■ Prompt ■
Every record that follows needs to be written out again, exactly.

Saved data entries
┌────────

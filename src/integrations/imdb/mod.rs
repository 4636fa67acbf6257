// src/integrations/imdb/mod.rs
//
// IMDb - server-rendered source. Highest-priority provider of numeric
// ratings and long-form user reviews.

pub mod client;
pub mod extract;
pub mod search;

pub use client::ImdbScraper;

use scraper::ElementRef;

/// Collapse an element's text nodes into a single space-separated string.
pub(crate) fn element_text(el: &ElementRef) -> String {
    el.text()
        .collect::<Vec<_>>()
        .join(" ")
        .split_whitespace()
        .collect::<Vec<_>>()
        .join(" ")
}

└────────

■ Output ■
filename src/integrations/imdb/mod.rs
repository 4636fa67acbf6257
// src/integrations/imdb/mod.rs
//
// IMDb - server-rendered source. Highest-priority provider of numeric
// ratings and long-form user reviews.

pub mod client;
pub mod extract;
pub mod search;

pub use client::ImdbScraper;

use scraper::ElementRef;

/// Collapse an element's text nodes into a single space-separated string.
pub(crate) fn element_text(el: &ElementRef) -> String {
    el.text()
        .collect::<Vec<_>>()
        .join(" ")
        .split_whitespace()
        .collect::<Vec<_>>()
        .join(" ")
}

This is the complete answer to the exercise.